Dann’s House residents are drinking much less alcohol and seeing improvements in their health. They are employed, volunteering, and making other contributions to society. They shovel their neighbor’s walkways in the winter. They have cooked and served dinner at Safe Harbor, and worked to clean up campsites used by people experiencing homelessness.
Dann’s House is a unique and essential part of the continuum of care for people experiencing homelessness. It is not an emergency shelter. It is not a treatment program. It provides transitional and supportive housing for a particular population.
In order to be housed at the Goodwill Inn homeless shelter, residents must demonstrate abstinence by blowing into a breathalyzer. Also, people can only stay there for 90 days, and must leave during the day.
Safe Harbor, a collaboration of churches that shelter people experiencing homelessness, operates only in the winter. When it closes in the spring, there is an increase of community problems due to the presence on the street of people who have no home. Guests are not allowed to bring alcohol in to the churches that host Safe Harbor, so people with severe AUD tend to consume all the alcohol they have before entering Safe Harbor. This can be dangerous and even fatal. Since Dann’s House opened, Safe Harbor has seen a reduction in guests who are chronically homeless. Dann’s House is entirely separate from Safe Harbor’s current plans to create a permanent emergency shelter for people experiencing homelessness.

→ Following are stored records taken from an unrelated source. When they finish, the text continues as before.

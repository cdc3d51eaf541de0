use std::hash::Hash;

use dashmap::DashMap;

use super::RateLimitedCache;

/// 不限流、不回调的实现，只做“不存在才插入”。
///
/// 用于关闭索引写入去重的部署：依旧保证同一键只放行一次，但既不计入 `size`，也不会触发回调。
#[derive(Debug)]
pub struct DisabledRateLimitedCache<K>
where
    K: Hash + Eq,
{
    seen: DashMap<K, ()>,
}

impl<K> DisabledRateLimitedCache<K>
where
    K: Hash + Eq,
{
    pub fn new() -> Self {
        Self {
            seen: DashMap::new(),
        }
    }
}

impl<K> Default for DisabledRateLimitedCache<K>
where
    K: Hash + Eq,
{
    fn default() -> Self {
        Self::new()
    }
}

impl<K> RateLimitedCache<K> for DisabledRateLimitedCache<K>
where
    K: Hash + Eq + Send + Sync,
{
    fn acquire(&self, key: K, _cache_hit: &dyn Fn(), _rate_limited: &dyn Fn()) -> bool {
        self.seen.insert(key, ()).is_none()
    }

    fn size(&self) -> usize {
        0
    }
}

#[cfg(test)]
mod tests {
    use super::*;
    use std::cell::Cell;

    #[test]
    fn first_acquire_wins_and_never_calls_back() {
        let cache = DisabledRateLimitedCache::new();
        let callbacks = Cell::new(0);
        let bump = || callbacks.set(callbacks.get() + 1);

        assert!(cache.acquire("series-a", &bump, &bump));
        assert!(!cache.acquire("series-a", &bump, &bump));
        assert!(cache.acquire("series-b", &bump, &bump));

        assert_eq!(callbacks.get(), 0);
        assert_eq!(cache.size(), 0);
    }
}
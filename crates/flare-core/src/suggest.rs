//! 标签值建议的请求与合并模型。
//!
//! 请求会扇出到所有匹配的节点，每个节点返回局部建议，最终由 [`TagValuesSuggest::reduce`] 合并。

use std::collections::{BTreeMap, BTreeSet};

use serde::{Deserialize, Serialize};
use thiserror::Error;

use crate::{aggregate::NodeFailure, cluster::TagFilter};

/// 非法时间范围。
#[derive(Debug, Clone, PartialEq, Eq, Error)]
#[error("invalid range: start {start} is after end {end}")]
pub struct InvalidRange {
    pub start: u64,
    pub end: u64,
}

/// 闭开区间 `[start, end)`，单位为 Unix 毫秒。
#[derive(Debug, Clone, Copy, PartialEq, Eq, Hash, Serialize, Deserialize)]
#[serde(try_from = "RawRange")]
pub struct DateRange {
    start: u64,
    end: u64,
}

#[derive(Deserialize)]
struct RawRange {
    start: u64,
    end: u64,
}

impl TryFrom<RawRange> for DateRange {
    type Error = InvalidRange;

    fn try_from(raw: RawRange) -> Result<Self, Self::Error> {
        DateRange::new(raw.start, raw.end)
    }
}

impl DateRange {
    pub fn new(start: u64, end: u64) -> Result<Self, InvalidRange> {
        if start > end {
            return Err(InvalidRange { start, end });
        }
        Ok(Self { start, end })
    }

    /// 覆盖全部时间。
    pub fn unbounded() -> Self {
        Self {
            start: 0,
            end: u64::MAX,
        }
    }

    pub fn start(&self) -> u64 {
        self.start
    }

    pub fn end(&self) -> u64 {
        self.end
    }

    pub fn contains(&self, timestamp: u64) -> bool {
        self.start <= timestamp && timestamp < self.end
    }

    pub fn overlaps(&self, other: &DateRange) -> bool {
        self.start < other.end && other.start < self.end
    }
}

impl Default for DateRange {
    fn default() -> Self {
        Self::unbounded()
    }
}

/// 标签值建议请求。
///
/// # 契约说明（What）
/// - `filter`：只统计满足谓词的序列。
/// - `range`：只统计在区间内有写入的序列。
/// - `limit`：最多返回多少个键；`None` 表示不限制。
/// - `group_limit`：每个键最多返回多少个值；`None` 表示不限制。
/// - `exclude`：不参与建议的标签键。
#[derive(Debug, Clone, Default, PartialEq, Eq, Serialize, Deserialize)]
pub struct TagValuesSuggestRequest {
    #[serde(default)]
    pub filter: TagFilter,
    #[serde(default)]
    pub range: DateRange,
    #[serde(default)]
    pub limit: Option<usize>,
    #[serde(default)]
    pub group_limit: Option<usize>,
    #[serde(default)]
    pub exclude: BTreeSet<String>,
}

impl TagValuesSuggestRequest {
    pub fn new(filter: TagFilter) -> Self {
        Self {
            filter,
            ..Self::default()
        }
    }

    pub fn with_range(mut self, range: DateRange) -> Self {
        self.range = range;
        self
    }

    pub fn with_limit(mut self, limit: usize) -> Self {
        self.limit = Some(limit);
        self
    }

    pub fn with_group_limit(mut self, group_limit: usize) -> Self {
        self.group_limit = Some(group_limit);
        self
    }

    pub fn excluding(mut self, key: impl Into<String>) -> Self {
        self.exclude.insert(key.into());
        self
    }
}

/// 单个键的候选值。
#[derive(Debug, Clone, PartialEq, Eq, Serialize, Deserialize)]
pub struct Suggestion {
    pub key: String,
    pub values: BTreeSet<String>,
    /// 值列表是否被 `group_limit` 截断。
    #[serde(default)]
    pub limited: bool,
}

/// 节点级失败的可序列化摘要。
#[derive(Debug, Clone, PartialEq, Eq, Serialize, Deserialize)]
pub struct SuggestError {
    pub node: String,
    pub code: String,
    pub message: String,
}

impl From<&NodeFailure> for SuggestError {
    fn from(failure: &NodeFailure) -> Self {
        Self {
            node: failure.node.to_string(),
            code: failure.error.code().to_owned(),
            message: failure.error.message().to_owned(),
        }
    }
}

/// 标签值建议结果。
#[derive(Debug, Clone, Default, PartialEq, Eq, Serialize, Deserialize)]
pub struct TagValuesSuggest {
    pub suggestions: Vec<Suggestion>,
    /// 键列表是否被 `limit` 截断，或任一局部结果已被截断。
    #[serde(default)]
    pub limited: bool,
    #[serde(default)]
    pub errors: Vec<SuggestError>,
}

impl TagValuesSuggest {
    /// 合并多个局部结果。
    ///
    /// 同一键的值取并集；按值数量降序、键升序排序；随后依次应用 `group_limit` 与 `limit`。
    pub fn reduce(
        results: impl IntoIterator<Item = TagValuesSuggest>,
        limit: Option<usize>,
        group_limit: Option<usize>,
    ) -> TagValuesSuggest {
        let mut merged: BTreeMap<String, (BTreeSet<String>, bool)> = BTreeMap::new();
        let mut limited = false;
        let mut errors = Vec::new();

        for result in results {
            limited |= result.limited;
            errors.extend(result.errors);
            for suggestion in result.suggestions {
                let (values, key_limited) = merged.entry(suggestion.key).or_default();
                values.extend(suggestion.values);
                *key_limited |= suggestion.limited;
            }
        }

        let mut suggestions: Vec<Suggestion> = merged
            .into_iter()
            .map(|(key, (values, limited))| Suggestion {
                key,
                values,
                limited,
            })
            .collect();
        suggestions.sort_by(|a, b| {
            b.values
                .len()
                .cmp(&a.values.len())
                .then_with(|| a.key.cmp(&b.key))
        });

        if let Some(group_limit) = group_limit {
            for suggestion in &mut suggestions {
                if suggestion.values.len() > group_limit {
                    suggestion.values = suggestion.values.iter().take(group_limit).cloned().collect();
                    suggestion.limited = true;
                }
            }
        }

        if let Some(limit) = limit
            && suggestions.len() > limit
        {
            suggestions.truncate(limit);
            limited = true;
        }

        TagValuesSuggest {
            suggestions,
            limited,
            errors,
        }
    }
}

The Dann’s House volunteer Board of Directors includes the Chief of the Traverse City Police force, one of the co-founders of the Safe Harbor program for people experiencing homelessness, the former director of Grand Valley State University’s Master in Social Work program at Northwestern Michigan College, a local educator who is the sister of Dann McCarthy, for whom the house was named, and more.
There is a small base of volunteers who work in the house, providing a supportive, supervisory presence. Even more people have volunteered to serve on committees, including the former director of Munson Hospital’s Emergency Room, members of the local recovery community, leaders in local churches, and more.
The more people know about Dann’s House and how it works, the more supportive they are. Traverse City is a town that cares.
Dann’s House is specifically intended for people who have been chronically homeless and chronically addicted to alcohol. The Case Manager and Board members work with other agencies that address homelessness, including Goodwill Street Outreach, Northern Michigan Supportive Housing, and other members of the Continuum of Care. Together, we identify people who would benefit from living at Dann’s House and who seem to be able to live in the community of the house. Current residents also provide input into the decision-making.